En 2008, Finitude franchit un cap en rééditant Jean-Pierre Martinet, dont le livre mythique, Jérôme, publié en 1978, restait introuvable. « Il y a maintenant des traductions à l’étranger et quatre thèses en cours sur lui », sourit l’éditeur, pas mécontent d’avoir réhabilité ce ronchon magnifique. Et d’avoir assis la notoriété de Finitude auprès des professionnels.

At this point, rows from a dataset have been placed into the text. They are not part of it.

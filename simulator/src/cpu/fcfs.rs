use crate::cpu::{run_in_order, Execution, Policy, Process, Scheduler};
use crate::error::Result;

/// First come, first served: processes run in input order.
pub struct Fcfs;

impl Scheduler for Fcfs {
    fn policy(&self) -> Policy {
        Policy::Fcfs
    }

    fn execute(&self, processes: Vec<Process>) -> Result<Execution> {
        Ok(run_in_order(processes))
    }
}
use crate::paging::Evict;

/// First in, first out: the page loaded earliest leaves first.
#[derive(Debug, Default)]
pub struct Fifo {
    loaded_at: Vec<usize>,
}

impl Evict for Fifo {
    fn load(&mut self, slot: usize, _page: usize, position: usize) {
        if slot == self.loaded_at.len() {
            self.loaded_at.push(position);
        } else {
            self.loaded_at[slot] = position;
        }
    }

    fn victim(&self, _frames: &[usize], _references: &[usize], _position: usize) -> usize {
        oldest(&self.loaded_at)
    }
}

/// The slot holding the smallest timestamp, the first one on ties.
pub(crate) fn oldest(stamps: &[usize]) -> usize {
    stamps
        .iter()
        .enumerate()
        .min_by_key(|&(_, stamp)| stamp)
        .map_or(0, |(slot, _)| slot)
}
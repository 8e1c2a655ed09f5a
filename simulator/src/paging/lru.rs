use std::collections::HashMap;

use crate::paging::fifo::oldest;
use crate::paging::Evict;

/// Least recently used: the page whose last reference is oldest leaves.
#[derive(Debug, Default)]
pub struct Lru {
    last_used: HashMap<usize, usize>,
}

impl Evict for Lru {
    fn touch(&mut self, page: usize, position: usize) {
        self.last_used.insert(page, position);
    }

    fn victim(&self, frames: &[usize], _references: &[usize], _position: usize) -> usize {
        let stamps: Vec<usize> = frames
            .iter()
            .map(|page| self.last_used.get(page).copied().unwrap_or(0))
            .collect();
        oldest(&stamps)
    }
}
//! Deadlock detection and avoidance.
//!
//! [`graph`] looks for a cycle in a resource-allocation graph. [`banker`]
//! runs the Banker's safety algorithm over allocation matrices.

pub mod banker;
pub mod graph;

pub use banker::{RequestOutcome, ResourceState, SafetyReport, SafetyStep};
pub use graph::{DetectionReport, Edge, NodeKind, ResourceGraph};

La maison d’édition, qui a déjà publié 120 livres, conserve un catalogue riche de 85 titres disponibles. Elle affiche un chiffre d’affaires 2012 de 226 000 euros, dont 30 % proviennent du fonds et 70 % des nouveautés. Mais la maison, qui a longtemps publié des ouvrages à 1 500 exemplaires, édite désormais une douzaine de titres par an tirés à 4 000 ou 4 500 exemplaires pour les gros projets. « Nous parvenons à l’équilibre économique sur tous nos livres. Nous ne prenons guère de risque car nos tirages ne sont pas énormes », explique Thierry Boizet, qui est le seul salarié de la SARL. Les rentrées financières extérieures sont ponctuelles : une aide à la traduction par-ci, une subvention au changement de diffuseur par-là… Les coûts, eux, sont réguliers : envois postaux, loyer des bureaux… « Et la fabrication ! Nous y laissons 15 à 20 % du prix de vente du livre, ce qui est aberrant », admet l’éditeur. Mais le souci du détail reste la marque de fabrique de la maison au logo en forme de hibou, qui a entrepris par ailleurs un travail de modernisation de ses couvertures.

 

Des succès récents

Ces jeunes éditeurs estiment qu’ils évaluent mieux aujourd’hui le potentiel commercial d’un titre. Grâce à leurs récents succès : Jérôme s’est vendu à 4 500 exemplaires, le Journal de Thoreau à 5 000, Zénith-hôtel à 6 000 (et continue à sortir), et ils ont écoulé 5 000 volumes du deuxième roman de Coop-Phane que Finitude accompagne toujours.

 

D’autres indices montrent que la maison progresse : des titres paraissent en poche, comme L’art de choisir sa maîtresse de Benjamin Franklin et la correspondance de Thoreau, tout juste publiée au Livre de poche en même temps que sort en grand format le deuxième volume de son Journal chez Finitude. La maison développe des accords de sorties conjointes avec d’autres éditeurs. « Depuis un an, on nous prête aussi une oreille plus attentive à l’étranger », remarque Emmanuelle Boizet. Des livres de Jean Ferry, Pierre Autin-Grenier, Franz Bartelt et Jean-Pierre Enard ont été achetés aux Etats-Unis, en Argentine, en Allemagne et en Lettonie.

« Nous fonctionnons toujours aux coups de cœur dans nos choix éditoriaux, mais nous aimerions qu’ils soient partagés par un plus grand nombre de lecteurs », souligne Emmanuelle Moizet, qui espère donner, avec le nouveau diffuseur, un plus grand retentissement à ses prochains projets importants : Devenir Carver, un biopic littéraire signé Rodolphe Barry, prévu le 7 janvier, et, en mars, Un truc très beau qui contient tout, le premier volume de la correspondance de Neal Cassady, le chef de file de la Beat generation qui inspira à Jack Kerouac le héros de Sur la route. De quoi élargir le lectorat aux jeunes générations.